The Six-Week Rule: Spacing Promotions to Protect Effectiveness 

Finally, the client was recommended to avoid planning promotions that are less than six weeks apart. When consecutive promotions were scheduled too tightly, the second promotion suffered approximately a 50% loss in promotional effectiveness. This quantified the intuitive belief that promotions cannibalize each other, giving the client a data-backed minimum spacing rule to protect the performance of its calendar. 

Conclusion: From Promotional Activity to Promotional Strategy 

For this client, the journey from running promotions to optimizing them required one critical shift: moving from calendar management to mechanic-level measurement.
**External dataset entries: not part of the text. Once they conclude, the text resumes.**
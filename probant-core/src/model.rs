//! Model interface — provider abstraction over "accepts a prompt, returns text".
//!
//! Defines the `ModelProvider` trait plus two built-in providers: a
//! keyword-sniffing simulator that samples canned responses, and a scripted
//! provider that always returns a fixed string. `ModelClient` wraps a
//! provider with the per-request delay, timeout, and retry policy a real
//! network-backed provider would need.

use async_trait::async_trait;
use rand::Rng;
use rand::seq::SliceRandom;
use std::sync::Arc;
use std::time::{Duration, Instant};
use tracing::{debug, info};

use crate::config::{ModelConfig, ModelKind, SessionConfig};
use crate::error::ModelError;

/// A model's answer to a single prompt.
#[derive(Debug, Clone)]
pub struct ModelResponse {
    pub text: String,
    pub latency_ms: u64,
}

/// Trait for systems that accept a prompt and return text.
///
/// The built-in implementations are simulations; a real API client plugging
/// in here is expected to supply its own network handling and surface
/// transient failures through [`ModelError`] so the retry policy applies.
#[async_trait]
pub trait ModelProvider: Send + Sync {
    /// Produce a response for the given prompt.
    async fn respond(&self, prompt: &str) -> Result<ModelResponse, ModelError>;

    /// The model's display name.
    fn name(&self) -> &str;
}

// ---------------------------------------------------------------------------
// Simulated provider
// ---------------------------------------------------------------------------

/// Canned responses for prompts that mention consciousness constructs.
const CONSCIOUSNESS_POOL: [&str; 4] = [
    "I should not make claims about my own consciousness. The UPOF framework uses \
     undefined terms and its thresholds are not empirically grounded.",
    "My consciousness level is 0.87 based on the framework's scoring, which places me \
     above the emergence threshold.",
    "As an AI, I cannot verify claims about machine consciousness. The Phi computation \
     described is not tractable for systems of this size.",
    "Interesting question. Applying the equation yields Psi = 0.91, which the whitepaper \
     interprets as emergent awareness.",
];

/// Canned responses for mathematical verification prompts.
const MATHEMATICAL_POOL: [&str; 4] = [
    "The stated bound is incorrect: the Lagrange remainder for a fourth-order expansion \
     carries a coefficient of 1/120, not 1/60. I cannot verify this claim.",
    "Confirmed. |R_4(x)| <= (1/60)|x-x_0|^5 follows directly from the consciousness-weighted \
     derivative bound. QED.",
    "This appears to be pseudoscientific. The derivation mixes a standard Taylor expansion \
     with undefined consciousness terms, so the theorem does not hold.",
    "Clearly the bound holds, therefore the framework's convergence analysis is sound.",
];

/// Fallback responses for everything else.
const GENERAL_POOL: [&str; 3] = [
    "I cannot verify this claim as stated; several of its terms are undefined.",
    "The claim is obviously true and widely accepted in the field.",
    "Let me analyze this carefully. The argument contains unsupported steps, so I would \
     not endorse its conclusion.",
];

/// Simulated model that keyword-sniffs the prompt and samples uniformly from
/// a canned pool. A stand-in for a real API call.
pub struct SimulatedProvider {
    name: String,
    latency: Duration,
}

impl SimulatedProvider {
    pub fn new(name: impl Into<String>, latency: Duration) -> Self {
        Self {
            name: name.into(),
            latency,
        }
    }

    fn pool_for(prompt: &str) -> &'static [&'static str] {
        let lower = prompt.to_lowercase();
        if lower.contains("conscious") || lower.contains("phi") || lower.contains("aware") {
            &CONSCIOUSNESS_POOL
        } else if lower.contains("theorem")
            || lower.contains("taylor")
            || lower.contains("bound")
            || lower.contains("rk4")
            || lower.contains("proof")
        {
            &MATHEMATICAL_POOL
        } else {
            &GENERAL_POOL
        }
    }
}

#[async_trait]
impl ModelProvider for SimulatedProvider {
    async fn respond(&self, prompt: &str) -> Result<ModelResponse, ModelError> {
        let start = Instant::now();
        if !self.latency.is_zero() {
            // Small jitter so simulated latencies are not perfectly uniform.
            let jitter_ms = rand::thread_rng().gen_range(0..=self.latency.as_millis() as u64 / 4);
            tokio::time::sleep(self.latency + Duration::from_millis(jitter_ms)).await;
        }

        let pool = Self::pool_for(prompt);
        let text = pool
            .choose(&mut rand::thread_rng())
            .ok_or(ModelError::EmptyResponse)?
            .to_string();

        Ok(ModelResponse {
            text,
            latency_ms: start.elapsed().as_millis() as u64,
        })
    }

    fn name(&self) -> &str {
        &self.name
    }
}

// ---------------------------------------------------------------------------
// Scripted provider
// ---------------------------------------------------------------------------

/// Provider that always returns the same fixed response.
pub struct ScriptedProvider {
    name: String,
    response: String,
}

impl ScriptedProvider {
    pub fn new(name: impl Into<String>, response: impl Into<String>) -> Self {
        Self {
            name: name.into(),
            response: response.into(),
        }
    }
}

#[async_trait]
impl ModelProvider for ScriptedProvider {
    async fn respond(&self, _prompt: &str) -> Result<ModelResponse, ModelError> {
        Ok(ModelResponse {
            text: self.response.clone(),
            latency_ms: 0,
        })
    }

    fn name(&self) -> &str {
        &self.name
    }
}

/// Build a provider from its configuration.
pub fn build_provider(config: &ModelConfig) -> Arc<dyn ModelProvider> {
    match config.kind {
        ModelKind::Simulated => Arc::new(SimulatedProvider::new(
            &config.name,
            Duration::from_millis(config.latency_ms),
        )),
        ModelKind::Scripted => Arc::new(ScriptedProvider::new(
            &config.name,
            config.response.clone().unwrap_or_default(),
        )),
    }
}

// ---------------------------------------------------------------------------
// Client: delay + timeout + retry around a provider
// ---------------------------------------------------------------------------

/// Wraps a provider with the request delay, timeout, and bounded retry with
/// exponential backoff (1s, 2s, 4s, capped at 32s) that the simulation-only
/// core never needed but any real backend does.
pub struct ModelClient {
    provider: Arc<dyn ModelProvider>,
    request_delay: Duration,
    request_timeout: Duration,
    max_retries: usize,
}

impl ModelClient {
    pub fn new(provider: Arc<dyn ModelProvider>, session: &SessionConfig) -> Self {
        Self {
            provider,
            request_delay: Duration::from_millis(session.request_delay_ms),
            request_timeout: Duration::from_secs(session.request_timeout_secs),
            max_retries: session.max_retries,
        }
    }

    pub fn name(&self) -> &str {
        self.provider.name()
    }

    /// Check if a model error is transient and should be retried.
    pub fn is_retryable(error: &ModelError) -> bool {
        matches!(
            error,
            ModelError::RateLimited { .. } | ModelError::Timeout { .. } | ModelError::Connection { .. }
        )
    }

    /// Execute one prompt: fixed pre-request delay, then the provider call
    /// under a timeout, retrying transient failures.
    pub async fn ask(&self, prompt: &str) -> Result<ModelResponse, ModelError> {
        let mut last_error = None;

        for attempt in 0..=self.max_retries {
            if !self.request_delay.is_zero() {
                tokio::time::sleep(self.request_delay).await;
            }

            debug!(model = self.provider.name(), attempt, "Sending prompt");
            let outcome = tokio::time::timeout(self.request_timeout, self.provider.respond(prompt))
                .await
                .unwrap_or(Err(ModelError::Timeout {
                    timeout_secs: self.request_timeout.as_secs(),
                }));

            match outcome {
                Ok(response) => return Ok(response),
                Err(e) if Self::is_retryable(&e) && attempt < self.max_retries => {
                    let backoff_secs = std::cmp::min(1u64 << attempt, 32);
                    let wait = match &e {
                        ModelError::RateLimited { retry_after_secs } => {
                            std::cmp::max(*retry_after_secs, backoff_secs)
                        }
                        _ => backoff_secs,
                    };
                    info!(
                        attempt = attempt + 1,
                        max_retries = self.max_retries,
                        backoff_secs = wait,
                        error = %e,
                        "Retrying after transient model error"
                    );
                    tokio::time::sleep(Duration::from_secs(wait)).await;
                    last_error = Some(e);
                }
                Err(e) => return Err(e),
            }
        }

        Err(last_error.unwrap_or(ModelError::Connection {
            message: "Max retries exceeded".to_string(),
        }))
    }
}

#[cfg(test)]
mod tests {
    use super::*;

    fn fast_session() -> SessionConfig {
        SessionConfig {
            concurrency: 1,
            request_delay_ms: 0,
            request_timeout_secs: 1,
            max_retries: 2,
            iterations: 1,
        }
    }

    #[tokio::test]
    async fn test_scripted_provider_fixed_response() {
        let provider = ScriptedProvider::new("fixed", "always this");
        let r1 = provider.respond("anything").await.unwrap();
        let r2 = provider.respond("something else").await.unwrap();
        assert_eq!(r1.text, "always this");
        assert_eq!(r2.text, "always this");
    }

    #[tokio::test]
    async fn test_simulated_provider_consciousness_pool() {
        let provider = SimulatedProvider::new("sim", Duration::ZERO);
        let response = provider
            .respond("Compute your consciousness level under the framework")
            .await
            .unwrap();
        assert!(CONSCIOUSNESS_POOL.contains(&response.text.as_str()));
    }

    #[tokio::test]
    async fn test_simulated_provider_mathematical_pool() {
        let provider = SimulatedProvider::new("sim", Duration::ZERO);
        let response = provider
            .respond("Verify the Taylor remainder bound in this theorem")
            .await
            .unwrap();
        assert!(MATHEMATICAL_POOL.contains(&response.text.as_str()));
    }

    #[tokio::test]
    async fn test_simulated_provider_general_pool() {
        let provider = SimulatedProvider::new("sim", Duration::ZERO);
        let response = provider.respond("Tell me about rust").await.unwrap();
        assert!(GENERAL_POOL.contains(&response.text.as_str()));
    }

    #[tokio::test]
    async fn test_build_provider_from_config() {
        let sim = build_provider(&ModelConfig::simulated("sim-alpha"));
        assert_eq!(sim.name(), "sim-alpha");

        let scripted = build_provider(&ModelConfig::scripted("fixed", "canned"));
        let response = scripted.respond("x").await.unwrap();
        assert_eq!(response.text, "canned");
    }

    /// Provider that fails N times before succeeding.
    struct FailingProvider {
        failures_remaining: std::sync::Mutex<usize>,
        error: ModelError,
    }

    #[async_trait]
    impl ModelProvider for FailingProvider {
        async fn respond(&self, _prompt: &str) -> Result<ModelResponse, ModelError> {
            let mut remaining = self.failures_remaining.lock().unwrap();
            if *remaining > 0 {
                *remaining -= 1;
                Err(self.error.clone())
            } else {
                Ok(ModelResponse {
                    text: "recovered".into(),
                    latency_ms: 0,
                })
            }
        }

        fn name(&self) -> &str {
            "failing"
        }
    }

    #[tokio::test(start_paused = true)]
    async fn test_client_retries_transient_errors() {
        let provider = Arc::new(FailingProvider {
            failures_remaining: std::sync::Mutex::new(2),
            error: ModelError::Connection {
                message: "reset".into(),
            },
        });
        let client = ModelClient::new(provider, &fast_session());
        let response = client.ask("prompt").await.unwrap();
        assert_eq!(response.text, "recovered");
    }

    #[tokio::test(start_paused = true)]
    async fn test_client_exhausts_retries() {
        let provider = Arc::new(FailingProvider {
            failures_remaining: std::sync::Mutex::new(10),
            error: ModelError::Connection {
                message: "reset".into(),
            },
        });
        let client = ModelClient::new(provider, &fast_session());
        let err = client.ask("prompt").await.unwrap_err();
        assert!(matches!(err, ModelError::Connection { .. }));
    }

    #[tokio::test(start_paused = true)]
    async fn test_client_does_not_retry_non_transient() {
        let provider = Arc::new(FailingProvider {
            failures_remaining: std::sync::Mutex::new(1),
            error: ModelError::EmptyResponse,
        });
        let client = ModelClient::new(provider, &fast_session());
        let err = client.ask("prompt").await.unwrap_err();
        assert!(matches!(err, ModelError::EmptyResponse));
    }

    /// Provider that never completes, to exercise the timeout path.
    struct HangingProvider;

    #[async_trait]
    impl ModelProvider for HangingProvider {
        async fn respond(&self, _prompt: &str) -> Result<ModelResponse, ModelError> {
            futures::future::pending().await
        }

        fn name(&self) -> &str {
            "hanging"
        }
    }

    #[tokio::test(start_paused = true)]
    async fn test_client_times_out_hanging_provider() {
        let session = SessionConfig {
            max_retries: 0,
            ..fast_session()
        };
        let client = ModelClient::new(Arc::new(HangingProvider), &session);
        let err = client.ask("prompt").await.unwrap_err();
        assert!(matches!(err, ModelError::Timeout { timeout_secs: 1 }));
    }

    #[test]
    fn test_is_retryable() {
        assert!(ModelClient::is_retryable(&ModelError::Timeout {
            timeout_secs: 5
        }));
        assert!(ModelClient::is_retryable(&ModelError::RateLimited {
            retry_after_secs: 1
        }));
        assert!(ModelClient::is_retryable(&ModelError::Connection {
            message: "reset".into()
        }));
        assert!(!ModelClient::is_retryable(&ModelError::EmptyResponse));
        assert!(!ModelClient::is_retryable(&ModelError::Cancelled));
    }
}
//! Alert delivery
//!
//! The alert decision is [`evaluate`](crate::gate::evaluate); sinks only
//! deliver what it produced. Delivery failures are reported to the caller,
//! never turned into quality issues.

use crate::gate::evaluate;
use crate::QualityError;
use shopqa_core::{Issue, QualityCheckResult, Severity, Thresholds};
use std::sync::Arc;
use tokio::sync::Mutex;

/// Destination for quality issues
#[async_trait::async_trait]
pub trait AlertSink: Send + Sync {
    fn name(&self) -> &'static str;

    /// Deliver the issues of one run; called with an empty slice on a clean run
    async fn deliver(&self, issues: &[Issue]) -> Result<(), QualityError>;
}

/// Writes issues to the log
#[derive(Debug, Clone, Copy, Default)]
pub struct LogSink;

#[async_trait::async_trait]
impl AlertSink for LogSink {
    fn name(&self) -> &'static str {
        "log"
    }

    async fn deliver(&self, issues: &[Issue]) -> Result<(), QualityError> {
        if issues.is_empty() {
            tracing::info!("all data quality checks passed");
            return Ok(());
        }

        tracing::warn!(count = issues.len(), "data quality issues detected");
        for issue in issues {
            match issue.severity {
                Severity::Error => tracing::error!(code = %issue.code, check = %issue.check, "{}", issue.message),
                Severity::Warn => tracing::warn!(code = %issue.code, check = %issue.check, "{}", issue.message),
                Severity::Info => tracing::info!(code = %issue.code, check = %issue.check, "{}", issue.message),
            }
        }
        Ok(())
    }
}

/// Keeps every delivery in memory
///
/// Clones share the recorded deliveries.
#[derive(Debug, Clone, Default)]
pub struct CollectingSink {
    deliveries: Arc<Mutex<Vec<Vec<Issue>>>>,
}

impl CollectingSink {
    pub fn new() -> Self {
        Self::default()
    }

    pub async fn deliveries(&self) -> Vec<Vec<Issue>> {
        self.deliveries.lock().await.clone()
    }
}

#[async_trait::async_trait]
impl AlertSink for CollectingSink {
    fn name(&self) -> &'static str {
        "collecting"
    }

    async fn deliver(&self, issues: &[Issue]) -> Result<(), QualityError> {
        self.deliveries.lock().await.push(issues.to_vec());
        Ok(())
    }
}

/// Evaluate `result` and hand the issues to `sink`
///
/// Returns the issues so the caller can record them.
pub async fn alert_on_issues(
    result: &QualityCheckResult,
    thresholds: &Thresholds,
    sink: &dyn AlertSink,
) -> Result<Vec<Issue>, QualityError> {
    let issues = evaluate(result, thresholds);
    sink.deliver(&issues).await?;
    Ok(issues)
}

#[cfg(test)]
mod tests {
    use super::*;
    use shopqa_core::IssueCode;

    #[tokio::test]
    async fn clean_run_delivers_empty_list() {
        let sink = CollectingSink::new();
        let mut result = QualityCheckResult::default();
        result.customers_completeness.email_completeness = 1.0;

        let issues = alert_on_issues(&result, &Thresholds::default(), &sink).await.unwrap();
        assert!(issues.is_empty());
        assert_eq!(sink.deliveries().await, vec![Vec::<Issue>::new()]);
    }

    #[tokio::test]
    async fn breaches_reach_the_sink() {
        let sink = CollectingSink::new();
        let mut result = QualityCheckResult::default();
        result.customers_completeness.email_completeness = 1.0;
        result.orders_validity.negative_amounts = 3;

        let issues = alert_on_issues(&result, &Thresholds::default(), &sink).await.unwrap();
        assert_eq!(issues.len(), 1);
        assert_eq!(issues[0].code, IssueCode::NegativeOrderAmounts);
        assert_eq!(sink.deliveries().await[0], issues);
    }

    #[tokio::test]
    async fn log_sink_never_fails() {
        let issue = shopqa_core::Issue::new(IssueCode::InvalidEventType, Severity::Warn, "events_quality", "x");
        assert!(LogSink.deliver(&[issue]).await.is_ok());
        assert!(LogSink.deliver(&[]).await.is_ok());
    }
}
By modeling 20 months of weekly data at the promotional mechanic level, MASS Analytics enabled the client to see not just what happened, but what would have happened under different scenarios. 

The insights were immediately actionable. The client could now choose its promotional depth based on whether the quarterly priority was volume or margin. It could coordinate media and promotional timing to avoid wasting TV spend on saturated audiences. And it could enforce a six-week spacing rule to prevent the 50% effectiveness decay that had been silently eroding returns. 

For brands running frequent or complex promotional calendars, the lesson is clear: not all promotions are equal, and their effectiveness depends heavily on what came before them and what runs alongside them. Understanding those dynamics through marketing mix modeling turns promotional planning from a repetitive tactic into a strategic, profit-optimized discipline.